Description of the task:
Every line in the records below that holds "index" must be identified and copied.

(Records drawn from a dataset)
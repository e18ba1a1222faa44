use rust_decimal::prelude::ToPrimitive;
use rust_decimal::Decimal;
use serde_json::Value;
use xf_connection::Update;
use xf_types::fields::{to_decimal, Fields};
use xf_types::{
    BookLevel, Candle, ChannelDescriptor, ChannelKind, Error, Payload, Result, Ticker, Trade,
};

/// Minutes per bar, keyed by timeframe.
const INTERVALS: [(&str, u32); 9] = [
    ("1m", 1),
    ("5m", 5),
    ("15m", 15),
    ("30m", 30),
    ("1h", 60),
    ("4h", 240),
    ("1D", 1440),
    ("7D", 10080),
    ("14D", 21600),
];

pub(crate) fn interval(timeframe: &str) -> Option<u32> {
    INTERVALS
        .iter()
        .find(|(tf, _)| *tf == timeframe)
        .map(|(_, minutes)| *minutes)
}

pub(crate) fn required_interval(descriptor: &ChannelDescriptor) -> Result<u32> {
    let timeframe = descriptor.required_timeframe()?;
    interval(timeframe).ok_or_else(|| {
        Error::UnknownChannelType(format!("candles timeframe {timeframe} on kraken"))
    })
}

#[derive(Copy, Clone, Debug)]
pub(crate) enum CandleLayout {
    /// `[time, etime, open, high, low, close, vwap, volume, count]`, where `time` is
    /// the last update and `etime` the end of the bar.
    Push { interval: u32 },
    /// `[time, open, high, low, close, vwap, volume, count]`, `time` is the bar start.
    Rest,
}

fn seconds_to_millis(seconds: Decimal) -> Decimal {
    seconds * Decimal::ONE_THOUSAND
}

fn whole_millis(seconds: Decimal) -> Result<u64> {
    seconds_to_millis(seconds.trunc())
        .to_u64()
        .ok_or_else(|| Error::MalformedMessage(format!("timestamp out of range: {seconds}")))
}

pub(crate) fn candle(value: &Value, layout: CandleLayout) -> Result<Candle> {
    let f = Fields::new(value)?;
    let (mts, first) = match layout {
        CandleLayout::Push { interval } => {
            let end = whole_millis(f.decimal(1)?)?;
            (end.saturating_sub(u64::from(interval) * 60_000), 2)
        }
        CandleLayout::Rest => (whole_millis(f.decimal(0)?)?, 1),
    };
    Ok(Candle {
        mts,
        open: f.decimal(first)?,
        high: f.decimal(first + 1)?,
        low: f.decimal(first + 2)?,
        close: f.decimal(first + 3)?,
        volume: f.decimal(first + 5)?,
    })
}

/// `[price, volume, time, side, orderType, misc, tradeId?]`. REST rows carry the id.
pub(crate) fn trade(value: &Value) -> Result<Trade> {
    let f = Fields::new(value)?;
    let volume = f.decimal(1)?;
    let amount = match f.str(3)? {
        "s" | "sell" => -volume,
        _ => volume,
    };
    Ok(Trade {
        id: f.opt_u64(6)?,
        price: f.decimal(0)?,
        amount,
        mts: seconds_to_millis(f.decimal(2)?),
    })
}

fn field<'a>(value: &'a Value, key: &str) -> Result<&'a Value> {
    value
        .get(key)
        .ok_or_else(|| Error::MalformedMessage(format!("ticker without {key}: {value}")))
}

/// Element `index` of an array field, or the field itself when it is a scalar.
fn ticker_decimal(value: &Value, key: &str, index: usize) -> Result<Decimal> {
    match field(value, key)? {
        Value::Array(entries) => entries
            .get(index)
            .ok_or_else(|| Error::MalformedMessage(format!("ticker {key} too short")))
            .and_then(to_decimal),
        scalar => to_decimal(scalar),
    }
}

/// Both the socket and REST ticker objects. The 24h open is a pair on the socket
/// and a single value over REST.
pub(crate) fn ticker(value: &Value) -> Result<Ticker> {
    let last_price = ticker_decimal(value, "c", 0)?;
    let open = ticker_decimal(value, "o", 1)?;
    let daily_change = last_price - open;
    let daily_change_perc = if open.is_zero() {
        Decimal::ZERO
    } else {
        daily_change / open
    };

    Ok(Ticker {
        bid: ticker_decimal(value, "b", 0)?,
        ask: ticker_decimal(value, "a", 0)?,
        daily_change,
        daily_change_perc,
        last_price,
        volume: ticker_decimal(value, "v", 1)?,
        high: ticker_decimal(value, "h", 1)?,
        low: ticker_decimal(value, "l", 1)?,
    })
}

/// Depth rows have no order count. Bids come first, asks are negated.
pub(crate) fn depth(value: &Value) -> Result<Vec<BookLevel>> {
    let mut levels = Vec::new();
    for (key, sign) in [("bids", Decimal::ONE), ("asks", Decimal::NEGATIVE_ONE)] {
        let rows = value
            .get(key)
            .and_then(Value::as_array)
            .ok_or_else(|| Error::MalformedMessage(format!("depth without {key}")))?;
        for row in rows {
            let f = Fields::new(row)?;
            levels.push(BookLevel::new(f.decimal(0)?, 1, f.decimal(1)? * sign));
        }
    }
    Ok(levels)
}

pub(crate) fn transform(descriptor: &ChannelDescriptor, data: Value) -> Result<Update> {
    let payload = match descriptor.kind() {
        ChannelKind::Ticker => Payload::Ticker(ticker(&data)?),
        ChannelKind::Trades => {
            let rows = data
                .as_array()
                .ok_or_else(|| Error::MalformedMessage(format!("trades: {data}")))?;
            Payload::Trades(rows.iter().map(trade).collect::<Result<_>>()?)
        }
        ChannelKind::Candles => {
            let layout = CandleLayout::Push {
                interval: required_interval(descriptor)?,
            };
            Payload::Candles(vec![candle(&data, layout)?])
        }
        // served by the poller
        ChannelKind::Book => return Ok(Update::Ignore),
    };
    Ok(Update::Payload(payload))
}

#[cfg(test)]
mod tests {
    use super::*;
    use serde_json::json;
    use std::str::FromStr;
    use test_case::test_case;

    fn d(s: &str) -> Decimal {
        Decimal::from_str(s).unwrap()
    }

    #[test_case("1m", Some(1))]
    #[test_case("1h", Some(60))]
    #[test_case("14D", Some(21600))]
    #[test_case("3h", None)]
    fn intervals(timeframe: &str, expected: Option<u32>) {
        assert_eq!(interval(timeframe), expected);
    }

    #[test]
    fn push_candle_starts_one_interval_before_its_end() {
        let row = json!(["1542057314.748456", "1542057360.435743", "3586.70000", "3586.70000",
            "3586.60000", "3586.60000", "3586.68894", "0.03373000", 2]);
        let candle = candle(&row, CandleLayout::Push { interval: 1 }).unwrap();
        assert_eq!(candle.mts, 1542057300000);
        assert_eq!(candle.open, d("3586.7"));
        assert_eq!(candle.close, d("3586.6"));
        assert_eq!(candle.volume, d("0.03373"));
    }

    #[test]
    fn rest_candle_uses_bar_start() {
        let row = json!([1688671200, "30306.1", "30306.2", "30305.7", "30305.7", "30306.1", "3.39243896", 23]);
        let candle = candle(&row, CandleLayout::Rest).unwrap();
        assert_eq!(candle.mts, 1688671200000);
        assert_eq!(candle.high, d("30306.2"));
        assert_eq!(candle.low, d("30305.7"));
        assert_eq!(candle.volume, d("3.39243896"));
    }

    #[test]
    fn sells_are_negative() {
        let t = trade(&json!(["5541.20000", "0.15850568", "1534614057.321597", "s", "l", ""])).unwrap();
        assert_eq!(t.amount, d("-0.15850568"));
        assert_eq!(t.mts, d("1534614057321.597"));
        assert_eq!(t.id, None);

        let t = trade(&json!(["30243.40000", "0.34507674", 1688669597.8277369, "b", "m", "", 61186])).unwrap();
        assert_eq!(t.amount, d("0.34507674"));
        assert_eq!(t.id, Some(61186));
    }

    #[test]
    fn push_and_rest_tickers() {
        let push = json!({
            "a": ["5525.40000", 1, "1.000"], "b": ["5525.10000", 1, "1.000"],
            "c": ["5525.10000", "0.00398963"], "v": ["2634.11501494", "3591.17907851"],
            "p": ["5631.44067", "5653.78939"], "t": [11493, 16267],
            "l": ["5505.00000", "5505.00000"], "h": ["5783.00000", "5783.00000"],
            "o": ["5760.70000", "5763.40000"]
        });
        let t = ticker(&push).unwrap();
        assert_eq!(t.bid, d("5525.1"));
        assert_eq!(t.ask, d("5525.4"));
        assert_eq!(t.volume, d("3591.17907851"));
        assert_eq!(t.daily_change, d("-238.3"));

        let mut rest = push.clone();
        rest["o"] = json!("5763.40000");
        assert_eq!(ticker(&rest).unwrap(), t);
    }

    #[test]
    fn depth_signs_by_side() {
        let value = json!({
            "asks": [["30384.10000", "2.059", 1688671659]],
            "bids": [["30297.00000", "0.115", 1688671505]]
        });
        let levels = depth(&value).unwrap();
        assert_eq!(
            levels,
            vec![
                BookLevel::new(d("30297"), 1, d("0.115")),
                BookLevel::new(d("30384.1"), 1, d("-2.059")),
            ]
        );
    }
}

Solution:
/// Element `index` of an array field, or the field itself when it is a scalar.
fn ticker_decimal(value: &Value, key: &str, index: usize) -> Result<Decimal> {
            .get(index)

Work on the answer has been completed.